Trendsport Kubb: Am Ende muss der König fallen

Annika Schneeweiß

Das erste Kubb-Turnier Freiburgs hat am Samstag auf dem Ebneter Sportplatz stattgefunden. Bei der Premiere gingen 35 Mannschaften mit jeweils drei Mitgliedern an den Start und ermittelten in mehreren Runden das Sieger-Team.



9.10 Uhr. Der Sportplatz des SV Ebnet sieht von weitem aus wie ein Miniatur-Friedhof: In Reih’ und Glied stehen die Kubbs (Holzklötze) auf dem Rasen. Ich melde unser Team an: Gerhard Kirk, den Dienstältesten unter den heutigen Kubbern, und seinen Sohn Gabriel. Alex Graf, der Hauptorganisator des Turniers, hofft, dass sich noch ein paar Leute finden, die spontan ein Team gründen wollen.


9.21 Uhr. Die eintreffenden Teams tragen Namen wie "Höltzklötzli" (Lörrach) oder "Kubb der guten Hoffnung" (Freiburg). Auch vier Mannschaften aus Köln sind dabei. "Ihr könnt euch schon mal einwerfen", ruft Alex Graf gutgelaunt den Spielern zu. "Ey, was kubbst du" aus Heidelberg sind mit fünf Leuten angerückt und suchen für die zweite Mannschaft noch einen Mitspieler. Der ist schnell gefunden: Thomas Tophoven, der gerade vier Wochen Urlaub am Atlantik hinter sich hat. Was er dort gemacht hat? "Jeden Tag Kubb gespielt, natürlich. Menschen aller Nationen haben angehalten und gefragt, was wir da spielen", erzählt er. Thomas hat aufgehört zu zählen, wie viele Leute er zum Mitspielen animiert hat.

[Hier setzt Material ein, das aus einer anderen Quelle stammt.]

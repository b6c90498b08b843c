// Gesture physics module
// Drag mapping, momentum, snapping springs and the settle loop

pub mod axis;
pub mod clock;
pub mod engine;
pub mod momentum;
pub mod snap;
pub mod spring;

pub use clock::FixedStep;
pub use engine::{GesturePhase, GesturePhysicsEngine, PhysicsConfig, PhysicsEvent};
pub use momentum::{momentum_displacement, Momentum};
pub use snap::snap_target;
pub use spring::Spring;
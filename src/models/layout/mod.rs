// Layout module
// Lane assignments and render-ready frames produced by the grid engine

use serde::Serialize;

use crate::models::grid::{ContainerOffset, GridCell, GridWindow, ProbeTarget};
use crate::models::month::MonthPage;
use crate::models::view::ViewMode;

/// Lane assignment for one event in one layout pass.
#[derive(Debug, Clone, PartialEq, Eq, Serialize)]
pub struct EventLayoutSlot {
    pub event_id: String,
    pub lane: u32,
    pub max_lanes: u32,
    pub lanes_spanned: u32,
}

impl EventLayoutSlot {
    /// Horizontal (day view) or vertical (month view) share, as `(offset, extent)` in `[0, 1]`.
    pub fn fraction(&self) -> (f64, f64) {
        let lanes = f64::from(self.max_lanes.max(1));
        (
            f64::from(self.lane) / lanes,
            f64::from(self.lanes_spanned.max(1)) / lanes,
        )
    }
}

/// A slot together with the inclusive tick range it was laid out over.
///
/// Ticks are minutes since epoch midnight for timed lanes and day indices for
/// day-granular lanes.
#[derive(Debug, Clone, PartialEq, Eq, Serialize)]
pub struct LaneAssignment {
    pub slot: EventLayoutSlot,
    pub first: i64,
    pub last: i64,
}

/// Which lane family a slot belongs to. The families never share lanes.
#[derive(Debug, Clone, Copy, PartialEq, Eq, Hash, Serialize)]
pub enum LaneKind {
    Event,
    Responsibility,
}

/// Result of one day-view layout pass.
#[derive(Debug, Clone, Default, PartialEq, Serialize)]
pub struct DayLayout {
    /// Minute ticks.
    pub events: Vec<LaneAssignment>,
    /// Minute ticks, separate lane space.
    pub responsibilities: Vec<LaneAssignment>,
    /// Day ticks; lanes are header rows.
    pub all_day: Vec<LaneAssignment>,
}

impl DayLayout {
    pub fn is_empty(&self) -> bool {
        self.events.is_empty() && self.responsibilities.is_empty() && self.all_day.is_empty()
    }
}

/// One event placed in one visible column, in grid rows.
#[derive(Debug, Clone, PartialEq, Serialize)]
pub struct EventPlacement {
    pub kind: LaneKind,
    pub slot: EventLayoutSlot,
    /// Absolute grid column the block is drawn in.
    pub col: i64,
    /// Fractional rows, in the same coordinates as `GridCell::row`.
    pub row_start: f64,
    pub row_end: f64,
}

/// An all-day or multi-day bar spanning one or more days of a row.
#[derive(Debug, Clone, PartialEq, Eq, Serialize)]
pub struct DayBar {
    pub kind: LaneKind,
    pub slot: EventLayoutSlot,
    pub first_day: i64,
    pub last_day: i64,
}

/// One week row of a month page.
#[derive(Debug, Clone, PartialEq, Eq, Serialize)]
pub struct WeekLayout {
    pub first_day_index: i64,
    pub bars: Vec<DayBar>,
}

#[derive(Debug, Clone, PartialEq, Eq, Serialize)]
pub struct MonthPageLayout {
    pub page: MonthPage,
    pub weeks: Vec<WeekLayout>,
}

/// Cosmetic pulse shown when the probed cell changes.
#[derive(Debug, Clone, Copy, PartialEq, Default, Serialize)]
pub struct HighlightState {
    pub target: Option<ProbeTarget>,
    /// 1.0 right after the change, decaying to 0.0.
    pub intensity: f64,
}

#[derive(Debug, Clone, PartialEq, Serialize)]
pub struct DayFrame {
    pub window: GridWindow,
    pub visible_cells: Vec<GridCell>,
    pub container_offset: ContainerOffset,
    pub placements: Vec<EventPlacement>,
    pub all_day: Vec<DayBar>,
}

#[derive(Debug, Clone, PartialEq, Serialize)]
pub struct MonthFrame {
    /// Pages intersecting the viewport, leftmost first.
    pub pages: Vec<MonthPage>,
    /// Horizontal translation of the first page, in page widths.
    pub page_translate: f64,
    pub layouts: Vec<MonthPageLayout>,
}

#[derive(Debug, Clone, PartialEq, Serialize)]
pub enum FrameContent {
    Day(DayFrame),
    Month(MonthFrame),
    /// Degenerate viewport or torn-down view.
    Empty,
}

/// Everything the UI layer needs to draw one frame.
#[derive(Debug, Clone, PartialEq, Serialize)]
pub struct RenderFrame {
    pub mode: ViewMode,
    pub probe_target: ProbeTarget,
    pub highlight: HighlightState,
    pub content: FrameContent,
}
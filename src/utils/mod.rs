// Utility module exports

pub mod date;
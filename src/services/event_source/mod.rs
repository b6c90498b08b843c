// Event source module
// Group event store interface, JSON-backed source, background fetches and the event cache

pub mod cache;
pub mod fetcher;
pub mod source;

pub use cache::EventCache;
pub use fetcher::{fetch_group, EventFetcher, FetchResult, FetchedGroup};
pub use source::{EventDocument, EventSource, JsonEventSource};
use std::fs;
use std::path::{Path, PathBuf};

use anyhow::{anyhow, Context, Result};
use serde::{Deserialize, Serialize};

use crate::models::event::RawCalendarEvent;
use crate::models::preferences::LayerPreferences;

/// The group event store. Implementations may block; callers fetch off the
/// frame loop.
#[cfg_attr(test, mockall::automock)]
pub trait EventSource: Send + Sync {
    /// Every event of the group, already expanded.
    fn fetch_group_events(&self, group_id: &str) -> Result<Vec<RawCalendarEvent>>;

    fn fetch_layer_preferences(&self, group_id: &str) -> Result<LayerPreferences>;
}

/// On-disk form read by [`JsonEventSource`].
#[derive(Debug, Clone, Default, PartialEq, Serialize, Deserialize)]
#[serde(default)]
pub struct EventDocument {
    /// When set, the document only answers for this group.
    pub group: Option<String>,
    pub events: Vec<RawCalendarEvent>,
    pub preferences: LayerPreferences,
}

/// Reads one group's events and preferences from a JSON file.
#[derive(Debug, Clone)]
pub struct JsonEventSource {
    path: PathBuf,
}

impl JsonEventSource {
    pub fn new(path: impl Into<PathBuf>) -> Self {
        Self { path: path.into() }
    }

    pub fn path(&self) -> &Path {
        &self.path
    }

    fn load(&self, group_id: &str) -> Result<EventDocument> {
        let data = fs::read_to_string(&self.path)
            .with_context(|| format!("failed to read events from {}", self.path.display()))?;
        let document: EventDocument = serde_json::from_str(&data).with_context(|| {
            format!("failed to deserialize events from {}", self.path.display())
        })?;

        match &document.group {
            Some(group) if group != group_id => Err(anyhow!(
                "{} holds group {}, not {}",
                self.path.display(),
                group,
                group_id
            )),
            _ => Ok(document),
        }
    }
}

impl EventSource for JsonEventSource {
    fn fetch_group_events(&self, group_id: &str) -> Result<Vec<RawCalendarEvent>> {
        Ok(self.load(group_id)?.events)
    }

    fn fetch_layer_preferences(&self, group_id: &str) -> Result<LayerPreferences> {
        Ok(self.load(group_id)?.preferences)
    }
}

9.28 Uhr.  Wir üben unsere ersten Würfe. Der Rasen ist noch nass, und das satte Aufeinandertreffen von Holz klingt massiv und schwer. Neu für uns: Der König, der am Ende abgeschossen wird, muss, mit dem Rücken zum Spielfeld stehend, durch die Beine abgeworfen werden. Das will geübt sein.

10.10 Uhr. Fast pünktlich beginnt das Turnier. Ebenfalls neu für uns: Wenn ein Spiel nach 20 Minuten noch nicht beendet ist, beginnt der "Tie-break" – damit der König möglichst schnell "gefällt" wird und das Spiel nicht allzu lange dauert. Die beiden Vorrundenspiele unseres Teams laufen enttäuschend für uns. Die "Holzköpfe" und "Boltowitsch" räumen mit ihren Wurfhölzern unsere Kubbs samt König in weniger als 20 Minuten ab. Unser Ziel für das nächste Spiel: Wenigstens die 20-Minuten-Marke schaffen und ins Tie-break gelangen. Ein paar Meter weiter jubeln "Kubba libre" über ihren Sieg. Ihr Fazit: "Nicht schön, aber gewonnen."

12.45 Uhr. Mittagspause. Simon Frühling aus der Mannschaft "Ey, was kubbst du" ist stolz auf den am Morgen "eingekauften" Freiburger Thomas. Und er verrät, worauf es beim Kubb ankommt:"Erstens: auf den Untergrund. Zweitens: auf starke Nerven."



13.30 Uhr. Hauptrunde. Wir spielen gegen "Ey, was kubbst du", die bisher alle Spiele gewonnen haben. Unsere Gegner beginnen, aber sie treffen nicht. Das ist unsere Chance. Zum ersten Mal an diesem Tag spüre ich das Adrenalin aufsteigen. Wir alle treffen, nur den letzten Kubb vor dem König verfehlen wir. Am Ende verlieren wir trotzdem, denn gegen die klugen und technisch geschickt ausgeführten Würfe unserer Gegenüber können wir nicht mithalten. Für uns ist das Turnier hiermit vorbei. Aber wir haben es ihnen nicht leicht gemacht.

17.30 Uhr. Finale. Auch die "Histomaten" der Fachschaft Geschichte sind jetzt ausgeschieden, die als die ersten überhaupt das Kultspiel nach Freiburg brachten. Bis zum Schluss bleibt es aber spannend, denn gegen die drei Freiburger Physikstudenten von "Tändknippa Kubb" vergeben "Ey, was kubbst du" im Finale nicht nur einmal ihre Chance, das Spiel für sich zu entscheiden. Doch am Ende sind sie es, die die Nerven behalten.